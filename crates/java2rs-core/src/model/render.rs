// Source generation for the target item model
// Every model entity knows how to print itself; containers indent their
// children by one configured indentation unit.

use super::{Field, Item, ItemKind, Method, Module};

/// Trait for model entities that can generate their Rust source text
pub trait ToRust {
    fn to_rust(&self, indent: &str) -> String;
}

/// Prefix every non-empty line of `text` with `indent`
pub fn indent_lines(text: &str, indent: &str) -> String {
    text.lines()
        .map(|line| {
            if line.is_empty() {
                String::new()
            } else {
                format!("{indent}{line}")
            }
        })
        .collect::<Vec<_>>()
        .join("\n")
}

/// `{` + indented body + `}`, or `{}` when there is nothing inside
pub fn braced(body: &str, indent: &str) -> String {
    if body.trim().is_empty() {
        "{}".to_string()
    } else {
        format!("{{\n{}\n}}", indent_lines(body, indent))
    }
}

fn push_docs(out: &mut String, docs: &[String]) {
    for doc in docs {
        out.push_str(doc);
        out.push('\n');
    }
}

impl ToRust for Method {
    fn to_rust(&self, _indent: &str) -> String {
        let mut out = String::new();
        push_docs(&mut out, &self.docs);
        out.push_str(self.visibility.prefix());
        out.push_str("fn ");
        out.push_str(&self.name);
        out.push_str(&self.generics.bounded());

        let mut params: Vec<String> = Vec::new();
        if !self.is_static {
            if let Some(receiver) = self.receiver.as_param() {
                params.push(receiver.to_string());
            }
        }
        params.extend(self.params.iter().map(|p| format!("{}: {}", p.name, p.ty)));
        out.push('(');
        out.push_str(&params.join(", "));
        out.push(')');

        match self.error_type() {
            Some(error) => {
                let ok = self.return_type.as_deref().unwrap_or("()");
                out.push_str(&format!(
                    " -> Result<{ok}, {error}> /* throws {} */",
                    self.thrown.join(" | ")
                ));
            }
            None => {
                if let Some(ret) = &self.return_type {
                    out.push_str(" -> ");
                    out.push_str(ret);
                }
            }
        }

        match &self.body {
            Some(body) => {
                out.push(' ');
                out.push_str(body);
            }
            None => out.push(';'),
        }
        out
    }
}

/// Struct member line: `name: Type,` or `name: Type = init,`
impl ToRust for Field {
    fn to_rust(&self, _indent: &str) -> String {
        let mut out = String::new();
        push_docs(&mut out, &self.docs);
        out.push_str(self.visibility.prefix());
        out.push_str(&format!("{}: {}", self.name, self.ty));
        if let Some(init) = &self.init {
            out.push_str(&format!(" = {init}"));
        }
        out.push(',');
        out
    }
}

/// Associated constant line of an impl or trait block
fn const_item(field: &Field, in_trait: bool) -> String {
    let mut out = String::new();
    push_docs(&mut out, &field.docs);
    if !in_trait {
        out.push_str(field.visibility.prefix());
    }
    out.push_str(&format!("const {}: {}", field.name, field.ty));
    if let Some(init) = &field.init {
        out.push_str(&format!(" = {init}"));
    }
    out.push(';');
    out
}

impl Item {
    /// Constants then methods, separated by blank lines
    fn impl_members(&self, indent: &str) -> String {
        let mut parts = Vec::new();
        let consts: Vec<String> = self.static_fields().map(|f| const_item(f, false)).collect();
        if !consts.is_empty() {
            parts.push(consts.join("\n"));
        }
        parts.extend(self.methods.iter().map(|m| m.to_rust(indent)));
        parts.join("\n\n")
    }

    fn impl_block(&self, indent: &str) -> String {
        format!(
            "impl{} {}{} {}",
            self.generics.bounded(),
            self.name,
            self.generics.names(),
            braced(&self.impl_members(indent), indent)
        )
    }

    fn conformance_blocks(&self) -> Vec<String> {
        self.traits
            .iter()
            .map(|t| {
                format!(
                    "impl{} {t} for {}{} {{}}",
                    self.generics.bounded(),
                    self.name,
                    self.generics.names()
                )
            })
            .collect()
    }

    fn render_struct(&self, indent: &str) -> String {
        let mut out = String::new();
        push_docs(&mut out, &self.docs);
        let header = format!(
            "{}struct {}{}",
            self.visibility.prefix(),
            self.name,
            self.generics.names()
        );
        let mut members: Vec<String> = Vec::new();
        if let Some(base) = &self.base {
            members.push(format!("base: {base},"));
        }
        members.extend(self.instance_fields().map(|f| f.to_rust(indent)));
        if members.is_empty() {
            out.push_str(&header);
            out.push(';');
        } else {
            out.push_str(&header);
            out.push(' ');
            out.push_str(&braced(&members.join("\n"), indent));
        }

        let mut blocks = vec![out, self.impl_block(indent)];
        blocks.extend(self.conformance_blocks());
        blocks.join("\n\n")
    }

    fn render_enum(&self, indent: &str) -> String {
        let mut out = String::new();
        push_docs(&mut out, &self.docs);
        out.push_str(&format!(
            "{}enum {}{} ",
            self.visibility.prefix(),
            self.name,
            self.generics.names()
        ));
        let variants: Vec<String> = self
            .variants
            .iter()
            .map(|v| {
                let mut line = String::new();
                push_docs(&mut line, &v.docs);
                line.push_str(&v.name);
                line.push(',');
                if let Some(note) = &v.note {
                    line.push_str(&format!(" /* {note} */"));
                }
                line
            })
            .collect();
        out.push_str(&braced(&variants.join("\n"), indent));

        let mut blocks = vec![out];
        if !self.methods.is_empty() || self.static_fields().next().is_some() {
            blocks.push(self.impl_block(indent));
        }
        blocks.extend(self.conformance_blocks());
        blocks.join("\n\n")
    }

    fn render_trait(&self, indent: &str) -> String {
        let mut out = String::new();
        push_docs(&mut out, &self.docs);
        out.push_str(&format!(
            "{}trait {}{}",
            self.visibility.prefix(),
            self.name,
            self.generics.bounded()
        ));
        if !self.supertraits.is_empty() {
            out.push_str(": ");
            out.push_str(&self.supertraits.join(" + "));
        }
        out.push(' ');

        let mut parts = Vec::new();
        let consts: Vec<String> = self.static_fields().map(|f| const_item(f, true)).collect();
        if !consts.is_empty() {
            parts.push(consts.join("\n"));
        }
        parts.extend(self.methods.iter().map(|m| m.to_rust(indent)));
        out.push_str(&braced(&parts.join("\n\n"), indent));
        out
    }
}

impl ToRust for Item {
    fn to_rust(&self, indent: &str) -> String {
        match self.kind {
            ItemKind::Class | ItemKind::Record => self.render_struct(indent),
            ItemKind::Enum => self.render_enum(indent),
            ItemKind::Trait => self.render_trait(indent),
        }
    }
}

impl ToRust for Module {
    fn to_rust(&self, indent: &str) -> String {
        let mut sections = Vec::new();

        let mut header = Vec::new();
        if let Some(package) = &self.package {
            header.push(format!("// package {package};"));
        }
        header.extend(self.imports.iter().map(|i| format!("// import {i};")));
        if !header.is_empty() {
            sections.push(header.join("\n"));
        }
        if !self.docs.is_empty() {
            sections.push(self.docs.join("\n"));
        }
        if !self.submodules.is_empty() {
            let mods: Vec<String> = self
                .submodules
                .iter()
                .map(|m| format!("pub mod {m};"))
                .collect();
            sections.push(mods.join("\n"));
        }
        sections.extend(self.items.iter().map(|item| item.to_rust(indent)));

        if sections.is_empty() {
            return String::new();
        }
        let mut out = sections.join("\n\n");
        out.push('\n');
        out
    }
}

_The task:_
Copy out the whole listing exactly.

_Reply to the task:_
filename crates/java2rs-core/src/model/render.rs
// Source generation for the target item model
// Every model entity knows how to print itself; containers indent their
// children by one configured indentation unit.

use super::{Field, Item, ItemKind, Method, Module};

/// Trait for model entities that can generate their Rust source text
pub trait ToRust {
    fn to_rust(&self, indent: &str) -> String;
}

/// Prefix every non-empty line of `text` with `indent`
pub fn indent_lines(text: &str, indent: &str) -> String {
    text.lines()
        .map(|line| {
            if line.is_empty() {
                String::new()
            } else {
                format!("{indent}{line}")
            }
        })
        .collect::<Vec<_>>()
        .join("\n")
}

/// `{` + indented body + `}`, or `{}` when there is nothing inside
pub fn braced(body: &str, indent: &str) -> String {
    if body.trim().is_empty() {
        "{}".to_string()
    } else {
        format!("{{\n{}\n}}", indent_lines(body, indent))
    }
}

fn push_docs(out: &mut String, docs: &[String]) {
    for doc in docs {
        out.push_str(doc);
        out.push('\n');
    }
}

impl ToRust for Method {
    fn to_rust(&self, _indent: &str) -> String {
        let mut out = String::new();
        push_docs(&mut out, &self.docs);
        out.push_str(self.visibility.prefix());
        out.push_str("fn ");
        out.push_str(&self.name);
        out.push_str(&self.generics.bounded());

        let mut params: Vec<String> = Vec::new();
        if !self.is_static {
            if let Some(receiver) = self.receiver.as_param() {
                params.push(receiver.to_string());
            }
        }
        params.extend(self.params.iter().map(|p| format!("{}: {}", p.name, p.ty)));
        out.push('(');
        out.push_str(&params.join(", "));
        out.push(')');

        match self.error_type() {
            Some(error) => {
                let ok = self.return_type.as_deref().unwrap_or("()");
                out.push_str(&format!(
                    " -> Result<{ok}, {error}> /* throws {} */",
                    self.thrown.join(" | ")
                ));
            }
            None => {
                if let Some(ret) = &self.return_type {
                    out.push_str(" -> ");
                    out.push_str(ret);
                }
            }
        }

        match &self.body {
            Some(body) => {
                out.push(' ');
                out.push_str(body);
            }
            None => out.push(';'),
        }
        out
    }
}

/// Struct member line: `name: Type,` or `name: Type = init,`
impl ToRust for Field {
    fn to_rust(&self, _indent: &str) -> String {
        let mut out = String::new();
        push_docs(&mut out, &self.docs);
        out.push_str(self.visibility.prefix());
        out.push_str(&format!("{}: {}", self.name, self.ty));
        if let Some(init) = &self.init {
            out.push_str(&format!(" = {init}"));
        }
        out.push(',');
        out
    }
}

/// Associated constant line of an impl or trait block
fn const_item(field: &Field, in_trait: bool) -> String {
    let mut out = String::new();
    push_docs(&mut out, &field.docs);
    if !in_trait {
        out.push_str(field.visibility.prefix());
    }
    out.push_str(&format!("const {}: {}", field.name, field.ty));
    if let Some(init) = &field.init {
        out.push_str(&format!(" = {init}"));
    }
    out.push(';');
    out
}

impl Item {
    /// Constants then methods, separated by blank lines
    fn impl_members(&self, indent: &str) -> String {
        let mut parts = Vec::new();
        let consts: Vec<String> = self.static_fields().map(|f| const_item(f, false)).collect();
        if !consts.is_empty() {
            parts.push(consts.join("\n"));
        }
        parts.extend(self.methods.iter().map(|m| m.to_rust(indent)));
        parts.join("\n\n")
    }

    fn impl_block(&self, indent: &str) -> String {
        format!(
            "impl{} {}{} {}",
            self.generics.bounded(),
            self.name,
            self.generics.names(),
            braced(&self.impl_members(indent), indent)
        )
    }

    fn conformance_blocks(&self) -> Vec<String> {
        self.traits
            .iter()
            .map(|t| {
                format!(
                    "impl{} {t} for {}{} {{}}",
                    self.generics.bounded(),
                    self.name,
                    self.generics.names()
                )
            })
            .collect()
    }

    fn render_struct(&self, indent: &str) -> String {
        let mut out = String::new();
        push_docs(&mut out, &self.docs);
        let header = format!(
            "{}struct {}{}",
            self.visibility.prefix(),
            self.name,
            self.generics.names()
        );
        let mut members: Vec<String> = Vec::new();
        if let Some(base) = &self.base {
            members.push(format!("base: {base},"));
        }
        members.extend(self.instance_fields().map(|f| f.to_rust(indent)));
        if members.is_empty() {
            out.push_str(&header);
            out.push(';');
        } else {
            out.push_str(&header);
            out.push(' ');
            out.push_str(&braced(&members.join("\n"), indent));
        }

        let mut blocks = vec![out, self.impl_block(indent)];
        blocks.extend(self.conformance_blocks());
        blocks.join("\n\n")
    }

    fn render_enum(&self, indent: &str) -> String {
        let mut out = String::new();
        push_docs(&mut out, &self.docs);
        out.push_str(&format!(
            "{}enum {}{} ",
            self.visibility.prefix(),
            self.name,
            self.generics.names()
        ));
        let variants: Vec<String> = self
            .variants
            .iter()
            .map(|v| {
                let mut line = String::new();
                push_docs(&mut line, &v.docs);
                line.push_str(&v.name);
                line.push(',');
                if let Some(note) = &v.note {
                    line.push_str(&format!(" /* {note} */"));
                }
                line
            })
            .collect();
        out.push_str(&braced(&variants.join("\n"), indent));

        let mut blocks = vec![out];
        if !self.methods.is_empty() || self.static_fields().next().is_some() {
            blocks.push(self.impl_block(indent));
        }
        blocks.extend(self.conformance_blocks());
        blocks.join("\n\n")
    }

    fn render_trait(&self, indent: &str) -> String {
        let mut out = String::new();
        push_docs(&mut out, &self.docs);
        out.push_str(&format!(
            "{}trait {}{}",
            self.visibility.prefix(),
            self.name,
            self.generics.bounded()
        ));
        if !self.supertraits.is_empty() {
            out.push_str(": ");
            out.push_str(&self.supertraits.join(" + "));
        }
        out.push(' ');

        let mut parts = Vec::new();
        let consts: Vec<String> = self.static_fields().map(|f| const_item(f, true)).collect();
        if !consts.is_empty() {
            parts.push(consts.join("\n"));
        }
        parts.extend(self.methods.iter().map(|m| m.to_rust(indent)));
        out.push_str(&braced(&parts.join("\n\n"), indent));
        out
    }
}

impl ToRust for Item {
    fn to_rust(&self, indent: &str) -> String {
        match self.kind {
            ItemKind::Class | ItemKind::Record => self.render_struct(indent),
            ItemKind::Enum => self.render_enum(indent),
            ItemKind::Trait => self.render_trait(indent),
        }
    }
}

impl ToRust for Module {
    fn to_rust(&self, indent: &str) -> String {
        let mut sections = Vec::new();

        let mut header = Vec::new();
        if let Some(package) = &self.package {
            header.push(format!("// package {package};"));
        }
        header.extend(self.imports.iter().map(|i| format!("// import {i};")));
        if !header.is_empty() {
            sections.push(header.join("\n"));
        }
        if !self.docs.is_empty() {
            sections.push(self.docs.join("\n"));
        }
        if !self.submodules.is_empty() {
            let mods: Vec<String> = self
                .submodules
                .iter()
                .map(|m| format!("pub mod {m};"))
                .collect();
            sections.push(mods.join("\n"));
        }
        sections.extend(self.items.iter().map(|item| item.to_rust(indent)));

        if sections.is_empty() {
            return String::new();
        }
        let mut out = sections.join("\n\n");
        out.push('\n');
        out
    }
}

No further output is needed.